Reviews for Brink
Erysimum chapter 1 . 11/3/2011
I liked the vagueness of the poem's story, the tragedy that is present but never explained- that intensifies the uncomfortable atmosphere of the poem for the reader, which I hope is what you were aiming for! Syntax is quite 'spiky' (odd line breaks, lack of an identifiable rhythmic pattern) which I think adds to that atmosphere, and your imagery was powerful.

However, I think the first stanza is quite overwritten in terms of figurative language ("vomiting / putrid filth / redredred"), to the point that it seemed a little self-conscious, and you overused formatting like bold, italics, brackets etc. For one, this style didn't continue throughout the poem, so seemed a little out of place.

I also felt like this line "hypertonic air. hypotonic soul" didn't quite fit in with the tone of the poem- it is quite clinically scientific, while the rest of the poem is very raw emotionally.

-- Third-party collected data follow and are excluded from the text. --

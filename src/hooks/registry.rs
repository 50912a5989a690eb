//! Handler registry for a single invocation.

use std::sync::Arc;

use super::{FnHandler, Handler, HookInput, HookOutput, HookPhase, PostHook, PostHookNotifier};
use crate::Error;
use crate::context::HookContext;

/// Lifecycle of a registry; only moves forward.
#[derive(Clone, Copy, Debug, PartialEq, Eq, PartialOrd, Ord)]
pub enum RegistryState {
    Registering,
    Dispatching,
    PostHooks,
    Done,
}

impl std::fmt::Display for RegistryState {
    fn fmt(&self, f: &mut std::fmt::Formatter<'_>) -> std::fmt::Result {
        let s = match self {
            RegistryState::Registering => "registering",
            RegistryState::Dispatching => "dispatching",
            RegistryState::PostHooks => "running post-hooks",
            RegistryState::Done => "done",
        };
        f.write_str(s)
    }
}

pub struct HookRegistry {
    handlers: Vec<(HookPhase, Arc<dyn Handler>)>,
    notifier: PostHookNotifier,
    state: RegistryState,
}

impl Default for HookRegistry {
    fn default() -> Self {
        Self::new()
    }
}

impl HookRegistry {
    pub fn new() -> Self {
        Self {
            handlers: Vec::new(),
            notifier: PostHookNotifier::new(),
            state: RegistryState::Registering,
        }
    }

    pub fn state(&self) -> RegistryState {
        self.state
    }

    pub fn register(&mut self, phase: HookPhase, handler: Arc<dyn Handler>) -> crate::Result<()> {
        if self.state != RegistryState::Registering {
            return Err(Error::LateRegistration {
                what: format!("handler '{}'", handler.name()),
                state: self.state,
            });
        }
        tracing::debug!(phase = %phase, handler = handler.name(), plugin = ?handler.plugin(), "Registered handler");
        self.handlers.push((phase, handler));
        Ok(())
    }

    pub fn register_handler<H: Handler + 'static>(
        &mut self,
        phase: HookPhase,
        handler: H,
    ) -> crate::Result<()> {
        self.register(phase, Arc::new(handler))
    }

    pub fn register_fn<F>(
        &mut self,
        phase: HookPhase,
        name: impl Into<String>,
        handler: F,
    ) -> crate::Result<()>
    where
        F: Fn(&HookInput, &HookContext) -> crate::Result<HookOutput> + Send + Sync + 'static,
    {
        self.register_handler(phase, FnHandler::new(name, handler))
    }

    /// Accepted until post-hooks start running.
    pub fn register_post_hook(&mut self, hook: Arc<dyn PostHook>) -> crate::Result<()> {
        if self.state >= RegistryState::PostHooks {
            return Err(Error::LateRegistration {
                what: format!("post-hook '{}'", hook.name()),
                state: self.state,
            });
        }
        self.notifier.register(hook);
        Ok(())
    }

    /// Handlers for `phase` in registration order.
    pub fn handlers_for(&self, phase: HookPhase) -> Vec<Arc<dyn Handler>> {
        self.handlers
            .iter()
            .filter(|(p, _)| *p == phase)
            .map(|(_, h)| Arc::clone(h))
            .collect()
    }

    pub fn handler_names(&self) -> Vec<&str> {
        self.handlers.iter().map(|(_, h)| h.name()).collect()
    }

    pub fn has_handlers(&self, phase: HookPhase) -> bool {
        self.handlers.iter().any(|(p, _)| *p == phase)
    }

    pub fn begin_dispatch(&mut self) {
        self.advance(RegistryState::Dispatching);
    }

    /// Freezes post-hook registration and hands over the notifier.
    pub fn begin_post_hooks(&mut self) -> PostHookNotifier {
        self.advance(RegistryState::PostHooks);
        std::mem::take(&mut self.notifier)
    }

    pub fn finish(&mut self) {
        self.advance(RegistryState::Done);
    }

    fn advance(&mut self, next: RegistryState) {
        if next > self.state {
            tracing::trace!(from = %self.state, to = %next, "Registry state change");
            self.state = next;
        }
    }
}

impl std::fmt::Debug for HookRegistry {
    fn fmt(&self, f: &mut std::fmt::Formatter<'_>) -> std::fmt::Result {
        f.debug_struct("HookRegistry")
            .field("handlers", &self.handler_names())
            .field("post_hooks", &self.notifier.len())
            .field("state", &self.state)
            .finish()
    }
}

I don't want to seem overly critical, because I wouldn't have reviewed if I thought your poem had no redeeming features, but I always try to give rounded feedback! You had some good points that I just feel were swallowed up a little by the formatting. I think the impact of the poem overall would have been greater if the style was simplified slightly- let the words speak for themselves, rather than relying on too much bold and underlining to create emphasis.
tenement shores chapter 1 . 11/3/2011
certainly the imagery is vivid, admittedly uncomfortable (in my perspective). it feels a little too overdone (the title of the of montreal song "rapture rapes the muses" comes to mind). if this is a carthic piece for you, i'm sorry to criticize. what you were trying to do was well executed, the part about fingers on the throat is intensely nightmarish (almost hallucinatory)... but aesthetically, i don't think it's fitting. a poem should be like sex or something- lovely, beautiful, roughly estatic, what have you... not a threat.